Вслед за своим предшественником — автором «Левши» Саша Черный любит до чрезвычайности вставить затейливое словечко, относящееся к так называемой «народной этимологии»: Антигной, к примеру, или денатуральный спирт, живорезная палата, портманетка, чиркуль, вертисмент… Впрочем, такого рода слово-творчество — лишь частность, одно из украшений самобытного письма «Солдатских сказок». Главнейшее достоинство — это исключительный такт и редкое чувство меры, с каким используется в сказках простонародная молвь. Ведь ничего не стоит скатиться в этакую прянично-сусальную завитушечность. Но нет: словесный ряд «Солдатских сказок» ровен, как частокол. Ни одно фальшивое слово (типа «анадысь» или «инда») «не выпрет из общего лада».
Язык солдатских сказок бесконечно прихотлив, сочен, залихватски-шаловлив. То зачастит раешником, то рассыплется дробью поговорок, да таких, что ни в одном словаре не сыщешь. Здесь не хватит места, дабы продемонстрировать все потешные и фасонистые речения, коими уснащена речь рассказчика и персонажей. Не лишне заметить, что говор их отнюдь не калька с традиционного языка русских сказок. В нем явственно ощутим привкус современности. Солдат в изображении Саши Черного «не вахлак» какой-нибудь. Коли надо, может «умственное разъяснение по всей форме сделать». Почему, положим, музыканты ремешками не затягиваются? Есть для этого свои резоны: «…и форс не допущает, и для легкости воздуха в подтяжках способнее: ежели брюхо поперек круто перетянешь, долгого дыхания тебе, особливо на ходу, не хватит. Обязательно себя в штанах, как в футляре, содержать надо, чтобы правильная перегонка нот из грудей в повздошную скважину шла». Вишь, как витиевато все разобъяснил!
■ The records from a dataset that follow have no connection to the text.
//! # Network Database Configuration
//!
//! Every tunable lives in [`NetDbConfig`]. Defaults come from the named
//! constants below; a TOML file may override any subset of fields. Durations
//! are written in milliseconds:
//!
//! ```toml
//! floodfill = "auto"
//!
//! [lookup]
//! strategy = "iterative"
//! max_search_time = 20000
//!
//! [store]
//! redundancy = 2
//!
//! [explore]
//! min_interval = 60000
//! ```

use std::path::Path;
use std::time::Duration;

use anyhow::{ensure, Context, Result};
use serde::Deserialize;

use crate::search::LookupStrategy;

// ============================================================================
// Lookup defaults
// ============================================================================

/// Total peers an iterative walk may query.
pub const DEFAULT_TOTAL_SEARCH_LIMIT: usize = 5;
/// Total peers queried when we are ourselves a long-running floodfill.
pub const DEFAULT_FLOODFILL_SEARCH_LIMIT: usize = 3;
/// Truly concurrent outstanding queries in an iterative walk.
pub const DEFAULT_MAX_CONCURRENT: usize = 1;
/// Upper bound on the per-try timeout.
pub const DEFAULT_SINGLE_SEARCH_TIME: Duration = Duration::from_secs(3);
/// Lower bound on the adaptive per-try timeout.
pub const DEFAULT_MIN_SINGLE_SEARCH_TIME: Duration = Duration::from_millis(500);
/// Wall-clock cap on any lookup regardless of the caller's timeout.
pub const DEFAULT_MAX_SEARCH_TIME: Duration = Duration::from_secs(30);
/// Random known routers tried when no floodfill is known at all.
pub const DEFAULT_NON_FLOODFILL_FALLBACK: usize = 3;
/// Concurrent queries in a flood-only lookup.
pub const DEFAULT_FLOOD_ONLY_CONCURRENT: usize = 2;
/// Below this many known floodfills, search replies are followed up.
pub const DEFAULT_FLOOD_ONLY_FOLLOWUP_THRESHOLD: usize = 4;
pub const DEFAULT_CLASSIC_BREADTH: usize = 3;
pub const DEFAULT_CLASSIC_PEER_TIMEOUT: Duration = Duration::from_secs(5);
pub const DEFAULT_CLASSIC_FLOODFILL_PEER_TIMEOUT: Duration = Duration::from_secs(10);
pub const DEFAULT_CLASSIC_MIN_PEER_TIMEOUT: Duration = Duration::from_millis(2_500);
/// Timeout of one-shot follow-up lookups.
pub const DEFAULT_SINGLE_LOOKUP_TIMEOUT: Duration = Duration::from_secs(5);
/// Floodfills named in a search reply we send.
pub const DEFAULT_REPLY_PEERS: usize = 3;

// ============================================================================
// Store defaults
// ============================================================================

pub const DEFAULT_REDUNDANCY: usize = 4;
pub const DEFAULT_PARALLELIZATION: usize = 4;
/// A store gives up after sending to more than this many peers.
pub const DEFAULT_MAX_PEERS_SENT: usize = 10;
pub const DEFAULT_STORE_PEER_TIMEOUT: Duration = Duration::from_secs(10);
pub const DEFAULT_VERIFY_DELAY: Duration = Duration::from_secs(10);
pub const DEFAULT_VERIFY_TIMEOUT: Duration = Duration::from_secs(20);
/// Distinct verifiers asked before the store is re-sent.
pub const DEFAULT_MAX_VERIFY_PEERS: usize = 4;
/// Re-sends after failed verification; bounds the heal loop.
pub const DEFAULT_MAX_RESENDS: usize = 1;
pub const DEFAULT_FLOOD_PEERS: usize = 3;
pub const DEFAULT_FLOOD_NEXT_DAY_PEERS: usize = 2;
/// How close to key rotation floods also target tomorrow's neighbourhood.
pub const DEFAULT_ROTATION_ADVANCE: Duration = Duration::from_secs(10 * 60);

// ============================================================================
// Selection defaults
// ============================================================================

pub const DEFAULT_GOOD_STORE_FAILURE_WINDOW: Duration = Duration::from_secs(30 * 60);
pub const DEFAULT_GOOD_LOOKUP_FAILURE_WINDOW: Duration = Duration::from_secs(30 * 60);
pub const DEFAULT_OK_FAILURE_WINDOW: Duration = Duration::from_secs(10 * 60);
pub const DEFAULT_MAX_GOOD_RESPONSE: Duration = Duration::from_secs(5);
pub const DEFAULT_MIN_FAIL_RATE_CEILING: f64 = 0.20;
pub const DEFAULT_FAIL_RATE_MULTIPLIER: f64 = 1.5;
/// Floodfills whose descriptor is older than this are ranked last.
pub const DEFAULT_STALE_PUBLISH_AGE: Duration = Duration::from_secs(8 * 60 * 60);

// ============================================================================
// Data store defaults
// ============================================================================

/// SECURITY: Lease sets claiming to live longer than this are refused.
pub const DEFAULT_MAX_LEASE_FUTURE: Duration = Duration::from_secs(24 * 60 * 60);
/// SECURITY: Records stamped further than this in the future are refused.
pub const DEFAULT_CLOCK_FUDGE: Duration = Duration::from_secs(60);
pub const DEFAULT_ROUTER_EXPIRY: Duration = Duration::from_secs(27 * 60 * 60);
/// `fail()` never drops routers below this many.
pub const DEFAULT_MIN_REMAINING_ROUTERS: usize = 5;
/// `fail()` is ignored for routers this soon after start.
pub const DEFAULT_DONT_FAIL_PERIOD: Duration = Duration::from_secs(10 * 60);

// ============================================================================
// Throttle defaults
// ============================================================================

pub const DEFAULT_LOOKUP_WINDOW: Duration = Duration::from_secs(3 * 60);
pub const DEFAULT_MAX_LOOKUPS_FLOODFILL: u32 = 14;
pub const DEFAULT_MAX_LOOKUPS: u32 = 3;
pub const DEFAULT_FLOOD_WINDOW: Duration = Duration::from_secs(60);
pub const DEFAULT_MAX_FLOODS: u32 = 3;
pub const DEFAULT_NEGATIVE_WINDOW: Duration = Duration::from_secs(2 * 60);
pub const DEFAULT_NEGATIVE_MAX_FAILS: u32 = 3;
/// SECURITY: Bounds memory of every throttle table.
pub const DEFAULT_MAX_TRACKED: usize = 8_192;

// ============================================================================
// Election defaults
// ============================================================================

pub const DEFAULT_ELECTION_INTERVAL: Duration = Duration::from_secs(60 * 60);
pub const DEFAULT_ELECTION_MIN_UPTIME: Duration = Duration::from_secs(2 * 60 * 60);
pub const DEFAULT_CAPACITY_CLASSES: &str = "OPX";
pub const DEFAULT_MIN_FLOODFILLS: usize = 600;
pub const DEFAULT_MAX_FLOODFILLS: usize = 1_200;
pub const DEFAULT_MAX_JOB_LAG: Duration = Duration::from_millis(50);
pub const DEFAULT_MIN_KNOWN_ROUTERS: usize = 500;
pub const DEFAULT_MIN_ACTIVE_PEERS: usize = 50;
pub const DEFAULT_MIN_PARTICIPATING_TUNNELS: usize = 50;
pub const DEFAULT_MAX_CLOCK_SKEW: Duration = Duration::from_secs(10);
/// Minimum time between two floodfill status flips.
pub const DEFAULT_MIN_CHANGE_INTERVAL: Duration = Duration::from_secs(6 * 60 * 60);
/// Floodfills published within this window count as seen recently.
pub const DEFAULT_HEALTHY_PUBLISH_AGE: Duration = Duration::from_secs(3 * 60 * 60);

// ============================================================================
// Exploration defaults
// ============================================================================

/// Delay before the first exploration after start.
pub const DEFAULT_EXPLORE_START_DELAY: Duration = Duration::from_secs(5 * 60);
/// Exploration period while we know few routers.
pub const DEFAULT_EXPLORE_MIN_INTERVAL: Duration = Duration::from_secs(60);
/// Exploration period once the routing table is well filled.
pub const DEFAULT_EXPLORE_INTERVAL: Duration = Duration::from_secs(15 * 60);
/// Below this many known routers the short period applies.
pub const DEFAULT_EXPLORE_LOW_ROUTERS: usize = 250;
/// Random keys explored per run.
pub const DEFAULT_EXPLORE_KEYS_PER_RUN: usize = 3;
/// Buckets holding fewer peers than this are explored.
pub const DEFAULT_EXPLORE_SPARSE_BUCKET: usize = 4;
/// Wall-clock budget of one exploration walk.
pub const DEFAULT_EXPLORE_TIMEOUT: Duration = Duration::from_secs(30);
/// Known peers nearest the key sent as the exclusion list.
pub const DEFAULT_EXPLORE_DONT_INCLUDE: usize = 64;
Видать, не только всю армейскую премудрость превзошел, но и у господ кой-чего перенял. «Грубый казарменный дух вентилируется писарской словесностью». А купеческий сын Петр Еремеев, «напяливая вместо портянок штатские носки», изъясняется следующим образом: «Хочь и не видно, а все же деликатность и внутри оказывает». Или вот как аттестует денщик барыниного мопса Кушку: «Голландской работы собачка простого молока не трескает». За всем этим смешением стилей, высокого и низкого, таится добродушная усмешка автора. И еще: при желании можно уловить присутствующую в латентной форме тонкую издевку и чувство превосходства простого люда над господами и властителями.